Fragranze 2012: Losers and Winners...(part1: the winners)
I decided to skip on a full report on the fair as, this year, it was sort of underwhelming and a bit "low profile"...here's a one liner list of my personal winners and losers...(not all the brands attending the fair are included in the list. I was in a rush and my decision to go came at the very last minute so I decided to focus on those brands I wanted to meet their owners and/or perfumers...). Here we go with the WINNERS
Nico Uytterhaegen: A first timer to these types of events. A mysterious avant-garde belgian designer releasing all black leather good and clothes. I define his style as halfway between Martin Margiela and the north european new school of the likes of ButterflySoulFire. During the past three years or os, he have been building a line of 10 fragrances (the Nononsense series) and two new EDP's called Unisekt Arae and Unisekt Vyyr. All of them strike as incredibly "fresh" (concept-wise), sort of post-CDG's kind of stuff. He lists, among others, a geranium/vetiver, a couple of musks, some florentials, a couple of "odd-balls", a fruity musk...All of them are characterized by a remarkable avant-gard facet that would make the joy of any modernist around...Not to talk about the packagins. All the fragrances come in a hand-crafted leather pouch which is stunning. Re-usable as a handbag, bum-bag...Just beatiful. Last but not least, the guy rocks!

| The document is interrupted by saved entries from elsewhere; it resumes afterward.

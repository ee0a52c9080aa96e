//! Chargement des régions depuis GeoJSON
//!
//! Chaque feature d'une FeatureCollection donne une région: l'identifiant est lu
//! dans une propriété (par défaut `LVL_2_ID`), la géométrie doit être un
//! Polygon ou un MultiPolygon.

use std::fs;
use std::path::{Path, PathBuf};

use ::geojson::{GeoJson, JsonValue};
use geo::{Geometry, MultiPolygon};
use tempfile::TempDir;
use tracing::{debug, warn};

use super::{GeometrySource, Region};
use crate::error::GeometryLoadError;

/// Propriété portant l'identifiant du comté dans les jeux de données usuels
pub const DEFAULT_ID_PROPERTY: &str = "LVL_2_ID";

/// Parse une FeatureCollection GeoJSON en régions
///
/// `origin` sert uniquement aux messages d'erreur.
pub fn parse_regions(
    text: &str,
    origin: &str,
    id_property: &str,
) -> Result<Vec<Region>, GeometryLoadError> {
    let geojson: GeoJson = text
        .parse()
        .map_err(|e: ::geojson::Error| GeometryLoadError::format(origin, e.to_string()))?;

    let features = match geojson {
        GeoJson::FeatureCollection(collection) => collection.features,
        GeoJson::Feature(feature) => vec![feature],
        GeoJson::Geometry(_) => {
            return Err(GeometryLoadError::format(
                origin,
                "expected a FeatureCollection, found a bare Geometry",
            ))
        }
    };

    let mut regions = Vec::with_capacity(features.len());
    for (index, feature) in features.into_iter().enumerate() {
        let id = match feature.property(id_property) {
            Some(JsonValue::String(s)) if !s.is_empty() => s.clone(),
            Some(JsonValue::Number(n)) => n.to_string(),
            _ => {
                return Err(GeometryLoadError::missing_attribute(
                    origin,
                    index,
                    id_property,
                ))
            }
        };

        let Some(geometry) = feature.geometry else {
            return Err(GeometryLoadError::missing_attribute(origin, index, "geometry"));
        };

        let geometry = Geometry::<f64>::try_from(geometry).map_err(|e| {
            GeometryLoadError::format(origin, format!("feature {}: {}", id, e))
        })?;

        regions.push(Region {
            geometry: into_multi_polygon(&id, geometry)?,
            id,
        });
    }

    if regions.is_empty() {
        warn!(origin = origin, "Geometry source contains no regions");
    }

    Ok(regions)
}

/// Normalise Polygon / MultiPolygon en MultiPolygon
fn into_multi_polygon(
    id: &str,
    geometry: Geometry<f64>,
) -> Result<MultiPolygon<f64>, GeometryLoadError> {
    match geometry {
        Geometry::Polygon(polygon) => Ok(MultiPolygon::new(vec![polygon])),
        Geometry::MultiPolygon(multi) => Ok(multi),
        other => Err(GeometryLoadError::UnsupportedGeometry {
            id: id.to_string(),
            kind: geometry_kind(&other).to_string(),
        }),
    }
}

fn geometry_kind(geometry: &Geometry<f64>) -> &'static str {
    match geometry {
        Geometry::Point(_) => "Point",
        Geometry::Line(_) => "Line",
        Geometry::LineString(_) => "LineString",
        Geometry::Polygon(_) => "Polygon",
        Geometry::MultiPoint(_) => "MultiPoint",
        Geometry::MultiLineString(_) => "MultiLineString",
        Geometry::MultiPolygon(_) => "MultiPolygon",
        Geometry::GeometryCollection(_) => "GeometryCollection",
        Geometry::Rect(_) => "Rect",
        Geometry::Triangle(_) => "Triangle",
    }
}

fn read_regions(path: &Path, id_property: &str) -> Result<Vec<Region>, GeometryLoadError> {
    let text = fs::read_to_string(path).map_err(|source| GeometryLoadError::Io {
        path: path.to_path_buf(),
        source,
    })?;
    parse_regions(&text, &path.display().to_string(), id_property)
}

/// Fichier GeoJSON sur disque
#[derive(Debug, Clone)]
pub struct GeoJsonFile {
    path: PathBuf,
    id_property: String,
}

impl GeoJsonFile {
    pub fn new(path: impl Into<PathBuf>) -> Self {
        Self {
            path: path.into(),
            id_property: DEFAULT_ID_PROPERTY.to_string(),
        }
    }

    /// Change la propriété lue comme identifiant de région
    pub fn with_id_property(mut self, property: impl Into<String>) -> Self {
        self.id_property = property.into();
        self
    }

    pub fn path(&self) -> &Path {
        &self.path
    }
}

impl GeometrySource for GeoJsonFile {
    fn load(&mut self) -> Result<Vec<Region>, GeometryLoadError> {
        read_regions(&self.path, &self.id_property)
    }

    fn describe(&self) -> String {
        self.path.display().to_string()
    }
}

/// GeoJSON embarqué (ex: `include_bytes!`), extrait dans un répertoire temporaire
///
/// L'extraction a lieu au premier `load`; `release` supprime le répertoire.
#[derive(Debug)]
pub struct BundledGeoJson {
    name: String,
    data: Vec<u8>,
    id_property: String,
    extracted: Option<TempDir>,
}

impl BundledGeoJson {
    pub fn new(name: impl Into<String>, data: impl Into<Vec<u8>>) -> Self {
        Self {
            name: name.into(),
            data: data.into(),
            id_property: DEFAULT_ID_PROPERTY.to_string(),
            extracted: None,
        }
    }

    pub fn with_id_property(mut self, property: impl Into<String>) -> Self {
        self.id_property = property.into();
        self
    }

    /// Chemin du fichier extrait, tant qu'il n'a pas été libéré
    pub fn extracted_path(&self) -> Option<PathBuf> {
        self.extracted
            .as_ref()
            .map(|dir| dir.path().join(format!("{}.geojson", self.name)))
    }

    fn extract(&mut self) -> Result<PathBuf, GeometryLoadError> {
        if let Some(path) = self.extracted_path() {
            return Ok(path);
        }

        let dir = tempfile::Builder::new()
            .prefix(&format!("{}-", self.name))
            .tempdir()
            .map_err(|source| GeometryLoadError::Io {
                path: std::env::temp_dir(),
                source,
            })?;
        let path = dir.path().join(format!("{}.geojson", self.name));
        fs::write(&path, &self.data).map_err(|source| GeometryLoadError::Io {
            path: path.clone(),
            source,
        })?;

        debug!(path = %path.display(), bytes = self.data.len(), "Extracted bundled geometry");
        self.extracted = Some(dir);
        Ok(path)
    }
}

impl GeometrySource for BundledGeoJson {
    fn load(&mut self) -> Result<Vec<Region>, GeometryLoadError> {
        let path = self.extract()?;
        read_regions(&path, &self.id_property)
    }

    fn release(&mut self) {
        if let Some(dir) = self.extracted.take() {
            let path = dir.path().to_path_buf();
            match dir.close() {
                Ok(()) => debug!(path = %path.display(), "Removed extracted geometry"),
                Err(e) => warn!("Failed to remove {}: {}", path.display(), e),
            }
        }
    }

    fn describe(&self) -> String {
        format!("bundled:{}", self.name)
    }
}

impl Drop for BundledGeoJson {
    fn drop(&mut self) {
        self.release();
    }
}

O'Driù: In a fair where most of the people showed up incredibly dapper, he went for a pajama-and-slippers outfit. The organizer of the fair, commented his stand saying it was indecent. As a matter of fact he acted as a catalist on the medias. He presented his new Allegradonna, a stunning galbanum bomb.
Xerjoff: I'll list Xerjoff both among the winners and losers for different reasons. What I really liked about this brand is how friendly they acted. Very nice people to deal with....
Vero Profumo: Most of us already know Mito. Just mythical.
Amouage: Despites the debates surrounding the launch of the interlude duo, I find both the fragrance and the brand's style to be extremely coherent. I still have to properly test the juice on skin but, so far, I've found it extremely complex.
L'Artisan Perfumeur: Seville A L'Aube is gorgeous.
Histoires De Parfums: Not a fan of the new Alice & Peter series but the new Editions Rare trio is well worth exploring in depth. If I got it right, they're all focused on spices. Got also a sample of the new Music Hall...Ghislain rocks, as usual.
Keiko Mecheri: The Bespoke series looks promising. One of them is supposed to be a tribute to Shalimar but among those I smelled, I can't say I "catched" the citation...Anyway, my first impression was positive on most of them with both Cuir Fauve and Soussane being the standouts IMO.
Hutieme Art: Poudre De Riz is nice. A light gourmand that could be easily included in the Hermessence range. Not my type of stuff but, somewhat, nice.
Fragranze 2012: Losers and Winners...(part2: the Losers)
Xerjoff: Their new JTC line sounds like a Maserati or a Ferrari releasing an utilitarian. Scary project indeed...
Etat Libre D'Orange: Appearantly they took the brilliant decision to attend the most important italian fair for niche fragrances leaving their new releases at home. The Afternoon of a Fawn? Dangerous Complicity? Missing in Action...
The Blood Concept: Their new +Ma and Red+Ma (plus-ma / red plus-ma) are probably the worst fragrances I smelled in years. Ugly concoctions of white-musk and laundry detergent with fruity elements. I make them sound like the average modern designer feminines but they smell REALLY gross. Red+Ma is described as a mixture of milk and blood...As appealing as a colonscopy.
Maitre Parfumeur Et Gantier: Ambre Dorè was the only fragrance they had to offer. Considering it was originally released 4 years ago (stating to the words of their representative), it was too little and too late. Last but not least, smells like a slightly updated version of their grand Ambre Precieux.